Não, nem todo ambientalista é vegetariano. Mas que reduzir o consumo de carne ajuda – e muito – isso é inegável. Diante das graves constatações divulgadas pelo Painel Intergovernamental sobre Mudança Climática (IPCC, na sigla em inglês), uma das maneiras mais à mão – ou da mão à boca – para contribuir com a redução de emissões é mexer nas formas de produzir e consumir alimentos, especialmente os de origem animal. Focalizando mais: sobretudo os de origem bovina.
O novo relatório da Organização das Nações Unidas para Alimentação e Agricultura (FAO), intitulado Tackling Climate Change Through Livestock, ou Combatendo as Mudanças Climáticas por Meio da Pecuária, é contundente em reafirmar o efeito devastador da criação de dezenas de bilhões de animais. As palavras são da Human Society Internacional (HSI), organização voltada à proteção animal, que pegou uma carona no relatório da FAO para defender não somente a redução no consumo, mas o tratamento mais ético e digno na produção animal – causa das mais nobres.

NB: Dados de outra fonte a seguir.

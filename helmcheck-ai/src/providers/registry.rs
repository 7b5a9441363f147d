//! Provider construction by configured type

use crate::config::ProviderConfig;
use crate::providers::adapter::{Provider, ProviderKind};
use crate::providers::copilot::CopilotProvider;
use crate::providers::error::{ProviderError, ProviderResult};
use crate::providers::openai::OpenAIProvider;
use std::collections::HashMap;
use std::fmt;
use std::sync::Arc;

/// Builds a provider from its configuration entry
pub trait ProviderFactory: Send + Sync {
    fn create(&self, config: &ProviderConfig) -> ProviderResult<Arc<dyn Provider>>;
}

impl<F> ProviderFactory for F
where
    F: Fn(&ProviderConfig) -> ProviderResult<Arc<dyn Provider>> + Send + Sync,
{
    fn create(&self, config: &ProviderConfig) -> ProviderResult<Arc<dyn Provider>> {
        self(config)
    }
}

/// Maps provider type names to factories
#[derive(Clone, Default)]
pub struct ProviderRegistry {
    factories: HashMap<String, Arc<dyn ProviderFactory>>,
}

impl fmt::Debug for ProviderRegistry {
    fn fmt(&self, f: &mut fmt::Formatter<'_>) -> fmt::Result {
        f.debug_struct("ProviderRegistry")
            .field("types", &self.supported_types())
            .finish()
    }
}

impl ProviderRegistry {
    /// An empty registry
    pub fn new() -> Self {
        Self::default()
    }

    /// Registry with the built-in OpenAI and Copilot adapters
    pub fn with_defaults() -> Self {
        let mut registry = Self::new();
        registry.register(ProviderKind::OpenAI.as_str(), |config: &ProviderConfig| {
            Ok(Arc::new(OpenAIProvider::from_config(config)?) as Arc<dyn Provider>)
        });
        registry.register(ProviderKind::Copilot.as_str(), |config: &ProviderConfig| {
            Ok(Arc::new(CopilotProvider::from_config(config)?) as Arc<dyn Provider>)
        });
        registry
    }

    /// Add or replace the factory for a type name
    pub fn register(&mut self, provider_type: impl Into<String>, factory: impl ProviderFactory + 'static) {
        self.factories
            .insert(provider_type.into().to_ascii_lowercase(), Arc::new(factory));
    }

    pub fn create(&self, config: &ProviderConfig) -> ProviderResult<Arc<dyn Provider>> {
        let factory = self
            .factories
            .get(&config.provider_type.to_ascii_lowercase())
            .ok_or_else(|| {
                ProviderError::NotSupported(format!(
                    "unsupported provider type '{}' for provider '{}'",
                    config.provider_type, config.name
                ))
            })?;
        factory.create(config)
    }

    pub fn supports(&self, provider_type: &str) -> bool {
        self.factories.contains_key(&provider_type.to_ascii_lowercase())
    }

    /// Registered type names, sorted
    pub fn supported_types(&self) -> Vec<String> {
        let mut types: Vec<String> = self.factories.keys().cloned().collect();
        types.sort();
        types
    }
}

#[cfg(test)]
mod tests {
    use super::*;

    #[test]
    fn test_defaults() {
        let registry = ProviderRegistry::with_defaults();
        assert_eq!(registry.supported_types(), vec!["copilot", "openai"]);
        assert!(registry.supports("OpenAI"));
        assert!(!registry.supports("anthropic"));
    }

    #[test]
    fn test_unknown_type() {
        let registry = ProviderRegistry::with_defaults();
        let config = ProviderConfig {
            name: "claude".into(),
            provider_type: "anthropic".into(),
            ..Default::default()
        };
        assert!(matches!(registry.create(&config), Err(ProviderError::NotSupported(_))));
    }
}
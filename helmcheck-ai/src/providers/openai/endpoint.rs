//! Shared core of the OpenAI-compatible adapters
//!
//! OpenAI and Copilot speak the same chat completion protocol; they differ in
//! defaults, credential format, pricing and how JSON output is requested.

use super::converter::{from_openai_response, to_openai_request, JsonMode};
use super::pricing::context_window;
use super::settings::ChatSettings;
use super::streaming::{spawn_stream, CostFn, StreamMeter};
use super::types::{OpenAIModelList, OpenAIResponse};
use crate::context::Context;
use crate::http::{BearerAuth, HttpClient, TokenFormat, TokenSource, CHAT_COMPLETIONS, MODELS};
use crate::metrics::UsageMetrics;
use crate::protocol::{Request, Response};
use crate::providers::adapter::ChunkStream;
use crate::providers::error::{ProviderError, ProviderResult};
use crate::providers::guard::CallGuard;
use crate::providers::rate_limit::{RateLimiter, RateLimits};
use crate::providers::retry::RetryPolicy;
use std::sync::atomic::{AtomicBool, Ordering};
use std::sync::Arc;
use tokio::time::Instant;
use tracing::{debug, info};
use url::Url;

/// Protocol differences between OpenAI-compatible backends
pub(crate) struct Dialect {
    pub token_format: TokenFormat,
    pub json_mode: JsonMode,
    pub cost: CostFn,
}

pub(crate) struct ChatEndpoint {
    name: String,
    settings: ChatSettings,
    http: HttpClient,
    guard: CallGuard,
    json_mode: JsonMode,
    cost: CostFn,
    closed: AtomicBool,
}

impl ChatEndpoint {
    pub(crate) fn new(
        name: String,
        settings: ChatSettings,
        source: Arc<dyn TokenSource>,
        dialect: Dialect,
        limits: RateLimits,
        retry: RetryPolicy,
    ) -> ProviderResult<Self> {
        source.validate(&name, dialect.token_format)?;
        Url::parse(&settings.base_url).map_err(|e| ProviderError::InvalidConfiguration {
            field: "base_url".to_string(),
            reason: format!("'{}' is not a valid URL: {}", settings.base_url, e),
        })?;

        let auth = BearerAuth::shared(source).with_organization(settings.organization.clone());
        let http = HttpClient::new(&name, &settings.base_url, auth, settings.timeout)?;
        let metrics = Arc::new(UsageMetrics::new());
        let limiter = Arc::new(RateLimiter::new(&name, limits));
        let guard = CallGuard::new(&name, limiter, retry, metrics);

        Ok(Self {
            name,
            settings,
            http,
            guard,
            json_mode: dialect.json_mode,
            cost: dialect.cost,
            closed: AtomicBool::new(false),
        })
    }

    pub(crate) fn name(&self) -> &str {
        &self.name
    }

    pub(crate) fn settings(&self) -> &ChatSettings {
        &self.settings
    }

    pub(crate) fn metrics(&self) -> Arc<UsageMetrics> {
        self.guard.metrics().clone()
    }

    fn ensure_open(&self) -> ProviderResult<()> {
        if self.closed.load(Ordering::Acquire) {
            return Err(ProviderError::unavailable(&self.name, "provider is closed"));
        }
        Ok(())
    }

    /// Reject requests the backend would refuse anyway
    fn preflight(&self, request: &Request) -> ProviderResult<()> {
        self.ensure_open()?;
        request.validate()?;
        let requested = request.max_tokens.unwrap_or(self.settings.max_tokens) as u64;
        if let Some(limit) = context_window(&self.settings.model) {
            if requested > limit {
                return Err(ProviderError::TokenLimitExceeded { requested, limit });
            }
        }
        self.guard.metrics().record_request_type(request.analysis_type);
        Ok(())
    }

    pub(crate) async fn complete(&self, ctx: &Context, request: &Request) -> ProviderResult<Response> {
        self.preflight(request)?;
        let body = to_openai_request(request, &self.settings, self.json_mode, false);
        debug!(
            provider = %self.name,
            request_id = %request.id,
            model = %body.model,
            analysis_type = %request.analysis_type.as_str(),
            "sending analysis request"
        );

        let name = self.name.as_str();
        let http = &self.http;
        let cost = &self.cost;
        let body = &body;
        let response = self
            .guard
            .call(ctx, &request.options, move || async move {
                let started = Instant::now();
                let reply: OpenAIResponse = http.post_json(CHAT_COMPLETIONS, body).await?;
                from_openai_response(name, request, reply, started.elapsed(), |p, c| cost(p, c))
            })
            .await?;

        info!(
            provider = %self.name,
            request_id = %request.id,
            tokens = response.tokens_used.total_tokens,
            "analysis completed"
        );
        Ok(response)
    }

    pub(crate) async fn stream(&self, ctx: &Context, request: &Request) -> ProviderResult<ChunkStream> {
        self.preflight(request)?;
        let body = to_openai_request(request, &self.settings, self.json_mode, true);
        debug!(provider = %self.name, request_id = %request.id, "opening analysis stream");

        let http = &self.http;
        let body = &body;
        let started = Instant::now();
        let opened: reqwest::Response = self
            .guard
            .call(ctx, &request.options, move || async move {
                http.post_stream(CHAT_COMPLETIONS, body).await
            })
            .await?;

        let meter = StreamMeter {
            provider: self.name.clone(),
            metrics: self.guard.metrics().clone(),
            limiter: self.guard.limiter().clone(),
            cost: self.cost.clone(),
            started,
        };
        let stream_ctx = match request.options.timeout {
            Some(timeout) => ctx.child_with_timeout(timeout),
            None => ctx.child(),
        };
        Ok(spawn_stream(stream_ctx, opened, meter))
    }

    pub(crate) async fn list_models(&self, ctx: &Context) -> ProviderResult<OpenAIModelList> {
        self.ensure_open()?;
        ctx.run(self.http.get_json(MODELS)).await
    }

    /// Mark closed; returns false when already closed
    pub(crate) fn close(&self) -> bool {
        let was_open = !self.closed.swap(true, Ordering::AcqRel);
        if was_open {
            info!(provider = %self.name, "provider closed");
        }
        was_open
    }
}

No estudo, a FAO expõe que somente a criação de animais responde por 14,5% dos gases de efeito estufa gerados por atividades humanas (acesse no link). De acordo com um estudo de 2012, a pegada hídrica dos produtos de origem animal é seis vezes maior para a carne bovina, e uma vez e meia maior para carne de frango, ovos e laticínios, comparada à pegada dos legumes.
Além disso, a expansão de pastos para animais de produção é uma das principais causas do desmatamento, especialmente no Brasil. Em todo o mundo, segundo a HSI, utilizamos mais terras para alimentar animais de produção do que para qualquer outro fim. Mais de 97% do farelo de soja e 60% da produção global de cevada e milho são usadas para alimentar animais de produção.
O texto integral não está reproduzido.